Замятин достал пачку, протянул. Тот взял, бережно стал разминать в пальцах папиросу.

— Поезда заждался, — доверительно сказал он. — Езды — час, а жданки — сутки. Перекомиссия. Весь вусмерть просадился. Курнуть, веришь ли, не на что купить.

— Не пили бы, — сказала Лена.

— Да оно бы и рад, — простодушно сказал хромой. — Да без смазки печать на бумагу не ставят. За инвалидностью ездил. Чмурь тут один, душу его мотал, справками измучил. Вижу, без пол-литра ни тпру ни ну. Последний капитал выложил. А она вон, наглядная. — И он похлопал себя по ноге. — Казенная, без бумаги видать.

— На войне? — спросил Замятин.

— На Висле… Что, аль бывал там? Вроде, вижу, на физиономию знакомый.

— Нет, не бывал, — ответил Замятин. — Не дошел.

— А-а, ну все одно, все оттуда. Война. — Хромой вздохнул и сразу заторопился, смущенно сказал: — Спасибо и извиняйте. Разговору помешал, — и повернулся, заковылял опять к кустам.

Замятин посмотрел ему вслед, задумчиво сказал:

— Сколько лет прошло. Вечность… А она вот шляется еще по земле.

— Вы о войне? — догадалась Лена.

— О войне. Так проклятая накоптила, что и до сих пор не все уголки прочистили.

— А для меня война — это словно совсем в другую эпоху, — сказала Лена. — Хоть нас и называют детьми войны и я очень много слышала о ней, но все равно она в другую эпоху, как и гражданская война. Об этом читаешь в книгах, веришь, а иногда и не веришь… То, что в другую эпоху, это как легенда, потому что было без тебя.

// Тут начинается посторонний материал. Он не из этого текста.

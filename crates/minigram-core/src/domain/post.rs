use chrono::{DateTime, Utc};
use serde::{Deserialize, Serialize};

use super::like::Like;

/// Post entity.
#[derive(Debug, Clone, Serialize, Deserialize)]
pub struct Post {
    pub id: i64,
    pub title: String,
    pub content: String,
    pub author_id: i64,
    pub created_at: DateTime<Utc>,
}

/// Post creation input as submitted by the author.
#[derive(Debug, Clone)]
pub struct CreatePost {
    pub title: String,
    pub content: Option<String>,
}

/// Fully assembled row to insert, content enrichment already applied.
#[derive(Debug, Clone)]
pub struct NewPost {
    pub title: String,
    pub content: String,
    pub author_id: i64,
}

/// A post together with its likes.
#[derive(Debug, Clone, Serialize)]
pub struct PostDetail {
    pub post: Post,
    pub likes: Vec<Like>,
    pub likes_count: i64,
}
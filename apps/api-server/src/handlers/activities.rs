//! Activity feed handler.

use actix_web::{HttpResponse, web};

use crate::middleware::auth::Identity;
use crate::middleware::error::AppResult;
use crate::state::AppState;

/// GET /v1/activities
pub async fn list_mine(identity: Identity, state: web::Data<AppState>) -> AppResult<HttpResponse> {
    let activities = state.activities.list_mine(identity.user_id).await?;
    Ok(HttpResponse::Ok().json(activities))
}
//! Post entity for SeaORM.

use sea_orm::entity::prelude::*;

#[derive(Clone, Debug, PartialEq, Eq, DeriveEntityModel)]
#[sea_orm(table_name = "posts")]
pub struct Model {
    #[sea_orm(primary_key)]
    pub id: i64,
    pub title: String,
    #[sea_orm(column_type = "Text")]
    pub content: String,
    pub author_id: i64,
    pub created_at: DateTimeWithTimeZone,
}

#[derive(Copy, Clone, Debug, EnumIter, DeriveRelation)]
pub enum Relation {
    #[sea_orm(
        belongs_to = "super::user::Entity",
        from = "Column::AuthorId",
        to = "super::user::Column::Id",
        on_update = "Cascade",
        on_delete = "Cascade"
    )]
    User,
    #[sea_orm(has_many = "super::like::Entity")]
    Like,
}

impl Related<super::user::Entity> for Entity {
    fn to() -> RelationDef {
        Relation::User.def()
    }
}

impl Related<super::like::Entity> for Entity {
    fn to() -> RelationDef {
        Relation::Like.def()
    }
}

impl ActiveModelBehavior for ActiveModel {}

impl From<Model> for minigram_core::domain::Post {
    fn from(model: Model) -> Self {
        Self {
            id: model.id,
            title: model.title,
            content: model.content,
            author_id: model.author_id,
            created_at: model.created_at.into(),
        }
    }
}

— Значит, я человек из легенды, — усмехнулся Замятин.

— Вы из настоящего и из легенды, — ответила Лена. — Просто у вас было много жизней. А у меня пока только одна… Но, наверное, хорошо, когда у человека много жизней?

— Иногда грустно и хочется все-таки, чтоб была одна.

«Он взрослый, — подумала Лена. — Он очень, очень взрослый. А я, наверное, кажусь ему совсем девчонкой». Это не огорчило ее, а обрадовало.

— Но у каждого человека много жизней, потому что он вбирает в себя и жизнь других людей, которые были до него или которые сейчас живут рядом.

— Да, наверное, это так… Я это поняла.

Замятин взял ее руку и утопил в своих ладонях. Звенел и скрипел за спиной Лены трамвай. Перекликались за вокзалом паровозные гудки. Что-то кричал диктор по радио. Замятин подался вперед. Глаза его потемнели. «Сейчас он меня поцелует», — подумала Лена. В испуганном трепете все сжалось в ней комочком, но тут же Лена смело вскинула голову, сразу почувствовала, как распалась тоненькая стенка сопротивления. «Ну и пусть!» Но Замятин не поцеловал ее. Он выпустил руку Лены и с усилием встал.